His stage name lifted from a line in John Cale’s ‘Paris 1919’ and at times reminiscent of Robert Wyatt, the refreshingly eccentric singer-songwriter from Birmingham with a keen ear for despondent whimsy and melody makes his album debut with, William William Rodgers Sings The Yellow Pages, a delightful collection of songs that range from the opening organ drone of the wearied swaying shanty folksiness of the ageing-themed (“Are we heading for the scrapheap/Or will life start again at sixty five”) ‘Are We Still On’ sung in the voice of a woman urging her lover to not see her at her early morning worst (“I awake with a start and the air hangs heavy/Stinking of sweat and factor fifty lotion/Now I don’t want you to see me like this/I don’t want you to treat me like this/I don’t want you to see the bitterness/That’s smudging my birthday mascara”) to the funky minor to major staccato rhythm ‘Gone Shrimping’, about, well, going shrimping with a mate, and the dreamily reflective romantic bittersweet acoustic ‘Mermaid Tattoo’ (“scarf weather again/I left a bag of green on a memorial bench/perched high up on the cliffside, grey-faced and lonely/in the arsehole of the year/all of the place was barred against intruders/as I was getting ready to pack up my suitcase/I went down to the strand to scratch my initials/you came like a wave, washed them away/and life would never be the same”) where he namechecks Sonny & Cher.

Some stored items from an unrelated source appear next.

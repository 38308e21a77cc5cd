//! Port extraction from the joined `ports` column

use std::cmp::Ordering;
use std::fmt;

use appdash_core::records::ApplicationRecord;
use indexmap::IndexMap;
use serde::{Serialize, Serializer};

/// A non-negative port number of any length
///
/// Stored as its canonical decimal digits so no token is lost to overflow.
/// Ordering is numeric.
#[derive(Debug, Clone, PartialEq, Eq, Hash)]
pub struct Port(String);

impl Port {
    /// Parse one all-digit token; anything else is rejected
    pub fn parse(token: &str) -> Option<Self> {
        if token.is_empty() || !token.bytes().all(|b| b.is_ascii_digit()) {
            return None;
        }
        let digits = token.trim_start_matches('0');
        Some(Port(if digits.is_empty() { "0".into() } else { digits.into() }))
    }

    pub fn as_u64(&self) -> Option<u64> {
        self.0.parse().ok()
    }

    pub fn as_str(&self) -> &str {
        &self.0
    }
}

impl From<u64> for Port {
    fn from(port: u64) -> Self {
        Port(port.to_string())
    }
}

impl PartialEq<u64> for Port {
    fn eq(&self, other: &u64) -> bool {
        self.as_u64() == Some(*other)
    }
}

impl Ord for Port {
    fn cmp(&self, other: &Self) -> Ordering {
        self.0.len().cmp(&other.0.len()).then_with(|| self.0.cmp(&other.0))
    }
}

impl PartialOrd for Port {
    fn partial_cmp(&self, other: &Self) -> Option<Ordering> {
        Some(self.cmp(other))
    }
}

impl fmt::Display for Port {
    fn fmt(&self, f: &mut fmt::Formatter<'_>) -> fmt::Result {
        f.pad(&self.0)
    }
}

impl Serialize for Port {
    fn serialize<S: Serializer>(&self, serializer: S) -> Result<S::Ok, S::Error> {
        match self.as_u64() {
            Some(port) => serializer.serialize_u64(port),
            None => serializer.serialize_str(&self.0),
        }
    }
}

/// One port exposed by one application
#[derive(Debug, Clone, PartialEq, Eq, Serialize)]
pub struct PortUsage {
    pub port: Port,
    pub instance_name: String,
    pub app_name: String,
    pub app_type: String,
    pub app_status: String,
}

/// Split a joined port list, keeping only non-negative integers
///
/// Tokens such as `"80/tcp"`, `"-1"` or `"+5"` are dropped.
pub fn parse_ports(joined: &str) -> Vec<Port> {
    joined.split(',').map(str::trim).filter_map(Port::parse).collect()
}

/// Every port of every record, in record order
pub fn port_usages<'a, I>(records: I) -> Vec<PortUsage>
where
    I: IntoIterator<Item = &'a ApplicationRecord>,
{
    records
        .into_iter()
        .flat_map(|record| {
            parse_ports(&record.ports).into_iter().map(move |port| PortUsage {
                port,
                instance_name: record.instance_name.clone(),
                app_name: record.app_name.clone(),
                app_type: record.app_type.clone(),
                app_status: record.app_status.clone(),
            })
        })
        .collect()
}

/// The `limit` most used ports; equal counts keep first-encountered order
pub fn top_ports(usages: &[PortUsage], limit: usize) -> Vec<(Port, usize)> {
    let mut counts: IndexMap<&Port, usize> = IndexMap::new();
    for usage in usages {
        *counts.entry(&usage.port).or_insert(0) += 1;
    }
    let mut ranked: Vec<_> = counts.into_iter().map(|(port, count)| (port.clone(), count)).collect();
    ranked.sort_by(|a, b| b.1.cmp(&a.1));
    ranked.truncate(limit);
    ranked
}

#[cfg(test)]
mod tests {
    use super::*;
    use crate::stats::tests_support::{record, with_ports};

    #[test]
    fn test_parse_ports() {
        assert_eq!(parse_ports("80, 443"), vec![80u64, 443]);
        assert!(parse_ports("").is_empty());
        assert_eq!(parse_ports("80/tcp, -1, +5, abc, 8080"), vec![8080u64]);
        assert_eq!(parse_ports(" 22 ,,  23 "), vec![22u64, 23]);
    }

    #[test]
    fn test_oversized_port_tokens_are_kept() {
        let ports = parse_ports("80, 99999999999999999999999, 007");
        assert_eq!(ports.len(), 3);
        assert_eq!(ports[0], 80u64);
        assert_eq!(ports[1].as_str(), "99999999999999999999999");
        assert!(ports[1].as_u64().is_none());
        assert_eq!(ports[2], 7u64);
    }

    #[test]
    fn test_port_order_is_numeric() {
        let mut ports = parse_ports("443, 99999999999999999999999, 8080, 22");
        ports.sort();
        let labels: Vec<_> = ports.iter().map(ToString::to_string).collect();
        assert_eq!(labels, vec!["22", "443", "8080", "99999999999999999999999"]);
        assert_eq!(
            serde_json::to_string(&ports).unwrap(),
            r#"[22,443,8080,"99999999999999999999999"]"#
        );
    }

    #[test]
    fn test_port_usages_carry_record_context() {
        let records = vec![
            with_ports(record("A", "nginx", "docker", "running"), "80, 443"),
            with_ports(record("B", "sshd", "service", "running"), ""),
        ];
        let usages = port_usages(&records);
        assert_eq!(usages.len(), 2);
        assert_eq!(usages[1].port, 443u64);
        assert_eq!(usages[1].instance_name, "A");
        assert_eq!(usages[1].app_type, "docker");
    }

    #[test]
    fn test_top_ports() {
        let records = vec![
            with_ports(record("A", "a", "docker", "running"), "443, 80"),
            with_ports(record("B", "b", "docker", "running"), "80, 22"),
        ];
        let usages = port_usages(&records);
        assert_eq!(top_ports(&usages, 2), vec![(Port::from(80), 2), (Port::from(443), 1)]);
        assert!(top_ports(&usages, 0).is_empty());
    }
}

The album’s veined with melancholia, particularly to the end with, preceded by the brief acoustic instrumental Dickens-alluding ‘Bleak Hut’, the flute-coloured jazz-folk jittery rhythmic ‘77 Walking Sticks’ which relates an unexpected encounter with an old flame (“I rounded the corner/I thought you’d been buried/fathoms deep in my diary like a first year crush or common room grudge/a push then a shove/the sea takes a bite wipes its mouth, draws it tight”), and the lovely acoustic regret and poetic lyrics of ‘Sigh’ (“now I know we haven’t spoken since I spilled the beans/and it somehow got back to you/I remember stars went falling all around my ears were they falling round yours too?/I could see I’d been the villain but didn’t have the strength to admit that it was you who’d been wronged and that for someone so committed to dodging every shower you were drenched to the bone”).
It ends on a similarly bittersweet note, returning to thoughts of growing older and mortality with the viola-tinted strummed guitar, accordion and piano ballad ‘If I Die Before You’ (“and if I die before you/won’t you burn my letters please/stoke the fire with postcards and jaundiced diaries/and if I die before you won’t you check my books with care there’s a petal from our wedding day and a lock of Charlie’s hair”).
There’s also one cover on the album, a choice that underscores his own very English sensibilities as a writer and musician, ‘The Slow Train’ being the 1963 song by comic songs duo Flanders & Swann, a lament for the rural and suburban railway stations lines lost in the cuts inflicted by The Beeching Report, here chiming with the theme of loss and regret that permeates his own work.
William William Rodgers Sings The Yellow Pages is an album of wit and world-worn wisdom, it’s a disarming delight, so let your fingers do the walking.